* **ENTRIES SHOWN**
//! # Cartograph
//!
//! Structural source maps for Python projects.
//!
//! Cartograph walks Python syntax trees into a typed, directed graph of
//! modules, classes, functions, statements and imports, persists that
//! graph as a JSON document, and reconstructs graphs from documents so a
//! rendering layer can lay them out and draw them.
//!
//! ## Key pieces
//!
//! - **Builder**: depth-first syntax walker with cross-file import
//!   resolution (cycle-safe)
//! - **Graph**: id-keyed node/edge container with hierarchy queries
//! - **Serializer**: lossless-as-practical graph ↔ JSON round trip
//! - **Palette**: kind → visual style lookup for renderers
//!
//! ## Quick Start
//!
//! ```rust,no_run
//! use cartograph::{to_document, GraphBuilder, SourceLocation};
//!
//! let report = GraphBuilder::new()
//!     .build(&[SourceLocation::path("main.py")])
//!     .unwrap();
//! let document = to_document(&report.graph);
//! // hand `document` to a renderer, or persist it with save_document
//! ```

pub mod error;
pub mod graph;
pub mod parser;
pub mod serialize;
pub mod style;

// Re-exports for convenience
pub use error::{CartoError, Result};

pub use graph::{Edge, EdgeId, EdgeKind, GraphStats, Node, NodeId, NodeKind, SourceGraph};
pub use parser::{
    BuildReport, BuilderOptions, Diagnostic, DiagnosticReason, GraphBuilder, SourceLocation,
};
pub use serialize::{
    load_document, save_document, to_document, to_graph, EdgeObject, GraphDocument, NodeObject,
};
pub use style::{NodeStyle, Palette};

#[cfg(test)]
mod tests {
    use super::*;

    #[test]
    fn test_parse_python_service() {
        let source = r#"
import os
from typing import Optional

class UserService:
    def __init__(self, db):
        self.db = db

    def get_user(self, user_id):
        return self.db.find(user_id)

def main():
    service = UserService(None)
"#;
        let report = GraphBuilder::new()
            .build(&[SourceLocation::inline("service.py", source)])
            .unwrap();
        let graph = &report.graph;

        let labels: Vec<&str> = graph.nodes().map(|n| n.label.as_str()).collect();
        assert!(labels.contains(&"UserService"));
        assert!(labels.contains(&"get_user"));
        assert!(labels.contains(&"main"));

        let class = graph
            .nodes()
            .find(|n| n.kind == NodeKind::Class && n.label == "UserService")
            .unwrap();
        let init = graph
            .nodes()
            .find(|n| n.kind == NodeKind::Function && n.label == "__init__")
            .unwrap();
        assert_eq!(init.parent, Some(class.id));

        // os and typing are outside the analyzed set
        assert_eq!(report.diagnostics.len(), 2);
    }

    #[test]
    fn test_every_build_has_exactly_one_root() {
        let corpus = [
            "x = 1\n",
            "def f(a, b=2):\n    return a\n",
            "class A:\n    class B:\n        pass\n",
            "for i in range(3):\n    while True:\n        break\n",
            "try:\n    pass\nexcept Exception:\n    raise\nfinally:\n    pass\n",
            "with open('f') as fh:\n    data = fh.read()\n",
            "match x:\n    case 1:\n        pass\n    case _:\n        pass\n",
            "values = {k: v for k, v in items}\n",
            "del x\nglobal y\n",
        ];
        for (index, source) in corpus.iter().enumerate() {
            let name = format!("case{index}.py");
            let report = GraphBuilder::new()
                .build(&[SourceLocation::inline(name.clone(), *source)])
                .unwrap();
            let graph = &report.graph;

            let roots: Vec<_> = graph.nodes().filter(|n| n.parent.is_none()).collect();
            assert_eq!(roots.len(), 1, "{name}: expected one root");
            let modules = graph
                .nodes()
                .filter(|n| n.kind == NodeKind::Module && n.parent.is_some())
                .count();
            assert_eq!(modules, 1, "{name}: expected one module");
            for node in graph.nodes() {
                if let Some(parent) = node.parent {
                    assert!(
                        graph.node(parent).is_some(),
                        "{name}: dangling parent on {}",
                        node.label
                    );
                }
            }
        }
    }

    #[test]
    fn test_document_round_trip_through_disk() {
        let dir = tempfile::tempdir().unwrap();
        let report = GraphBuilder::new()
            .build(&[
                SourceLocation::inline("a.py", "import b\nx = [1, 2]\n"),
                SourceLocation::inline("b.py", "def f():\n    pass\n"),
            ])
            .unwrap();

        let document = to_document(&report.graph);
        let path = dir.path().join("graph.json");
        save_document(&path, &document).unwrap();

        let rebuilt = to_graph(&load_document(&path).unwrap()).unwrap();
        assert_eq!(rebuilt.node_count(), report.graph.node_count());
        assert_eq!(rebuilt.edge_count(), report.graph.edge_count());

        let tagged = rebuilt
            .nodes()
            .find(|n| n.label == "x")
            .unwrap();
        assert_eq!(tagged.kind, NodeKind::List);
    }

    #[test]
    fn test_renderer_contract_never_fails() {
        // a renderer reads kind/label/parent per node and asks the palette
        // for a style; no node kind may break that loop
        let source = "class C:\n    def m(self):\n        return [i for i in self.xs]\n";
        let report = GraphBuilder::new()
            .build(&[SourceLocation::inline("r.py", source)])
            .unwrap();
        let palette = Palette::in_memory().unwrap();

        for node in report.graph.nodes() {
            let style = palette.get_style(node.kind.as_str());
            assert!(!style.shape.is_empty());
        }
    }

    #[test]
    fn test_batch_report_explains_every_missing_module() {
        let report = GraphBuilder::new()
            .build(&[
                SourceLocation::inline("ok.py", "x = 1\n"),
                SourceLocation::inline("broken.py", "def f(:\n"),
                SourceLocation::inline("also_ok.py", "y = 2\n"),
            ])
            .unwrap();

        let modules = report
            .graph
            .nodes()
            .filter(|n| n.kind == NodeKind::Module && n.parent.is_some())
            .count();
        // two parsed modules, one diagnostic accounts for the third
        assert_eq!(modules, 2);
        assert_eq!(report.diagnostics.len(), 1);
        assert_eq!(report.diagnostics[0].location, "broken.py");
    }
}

* * *

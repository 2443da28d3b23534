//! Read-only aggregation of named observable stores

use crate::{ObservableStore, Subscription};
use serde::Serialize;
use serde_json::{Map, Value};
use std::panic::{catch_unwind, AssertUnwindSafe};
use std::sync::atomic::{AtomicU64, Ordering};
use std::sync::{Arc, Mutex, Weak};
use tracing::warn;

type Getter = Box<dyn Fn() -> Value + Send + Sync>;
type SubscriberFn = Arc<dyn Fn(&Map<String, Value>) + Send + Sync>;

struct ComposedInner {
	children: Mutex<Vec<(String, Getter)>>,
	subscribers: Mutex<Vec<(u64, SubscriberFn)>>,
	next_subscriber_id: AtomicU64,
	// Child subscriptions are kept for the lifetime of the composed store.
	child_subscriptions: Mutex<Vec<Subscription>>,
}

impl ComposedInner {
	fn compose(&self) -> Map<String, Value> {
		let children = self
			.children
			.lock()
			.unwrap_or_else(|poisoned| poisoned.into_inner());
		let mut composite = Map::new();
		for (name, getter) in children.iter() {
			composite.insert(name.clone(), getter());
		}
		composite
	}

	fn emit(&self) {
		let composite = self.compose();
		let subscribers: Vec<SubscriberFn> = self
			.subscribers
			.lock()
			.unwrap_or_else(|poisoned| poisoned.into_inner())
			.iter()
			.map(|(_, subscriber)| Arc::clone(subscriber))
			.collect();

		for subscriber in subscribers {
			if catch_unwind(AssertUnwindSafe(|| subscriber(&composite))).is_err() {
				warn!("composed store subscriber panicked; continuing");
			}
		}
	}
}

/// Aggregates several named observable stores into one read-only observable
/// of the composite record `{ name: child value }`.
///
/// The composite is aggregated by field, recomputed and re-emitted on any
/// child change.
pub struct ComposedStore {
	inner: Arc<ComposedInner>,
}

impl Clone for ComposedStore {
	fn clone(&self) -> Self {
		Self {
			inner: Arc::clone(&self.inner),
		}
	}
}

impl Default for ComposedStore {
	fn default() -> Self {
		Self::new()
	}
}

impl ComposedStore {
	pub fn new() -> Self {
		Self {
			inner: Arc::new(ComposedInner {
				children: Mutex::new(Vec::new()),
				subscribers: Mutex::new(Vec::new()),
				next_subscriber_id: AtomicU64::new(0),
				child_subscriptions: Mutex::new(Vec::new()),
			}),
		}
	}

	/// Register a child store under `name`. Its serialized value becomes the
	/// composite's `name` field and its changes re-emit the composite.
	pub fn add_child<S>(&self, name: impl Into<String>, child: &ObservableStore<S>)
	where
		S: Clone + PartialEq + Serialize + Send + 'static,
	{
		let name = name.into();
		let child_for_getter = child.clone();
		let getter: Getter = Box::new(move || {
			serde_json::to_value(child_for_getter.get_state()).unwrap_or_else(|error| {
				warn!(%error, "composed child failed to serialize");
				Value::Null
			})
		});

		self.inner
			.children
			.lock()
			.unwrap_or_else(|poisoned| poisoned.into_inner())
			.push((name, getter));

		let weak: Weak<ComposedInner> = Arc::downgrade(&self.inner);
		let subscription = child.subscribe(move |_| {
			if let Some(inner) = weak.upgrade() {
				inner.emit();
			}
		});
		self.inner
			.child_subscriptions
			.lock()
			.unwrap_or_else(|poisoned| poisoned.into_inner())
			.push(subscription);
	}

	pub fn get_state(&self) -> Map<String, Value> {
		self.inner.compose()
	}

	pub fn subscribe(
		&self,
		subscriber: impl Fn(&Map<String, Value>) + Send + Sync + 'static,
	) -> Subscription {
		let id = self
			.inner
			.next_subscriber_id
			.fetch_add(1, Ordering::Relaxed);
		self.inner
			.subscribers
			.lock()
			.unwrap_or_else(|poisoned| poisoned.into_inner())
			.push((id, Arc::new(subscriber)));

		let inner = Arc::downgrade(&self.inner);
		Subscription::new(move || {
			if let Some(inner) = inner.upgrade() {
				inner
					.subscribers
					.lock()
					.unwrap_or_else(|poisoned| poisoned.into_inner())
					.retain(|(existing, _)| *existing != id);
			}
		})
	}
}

* **TASK DETAILS**
Note every line of the records that holds the word "warn", and copy it.

* **RESPONSE AREA**
use tracing::warn;
				warn!("composed store subscriber panicked; continuing");
				warn!(%error, "composed child failed to serialize");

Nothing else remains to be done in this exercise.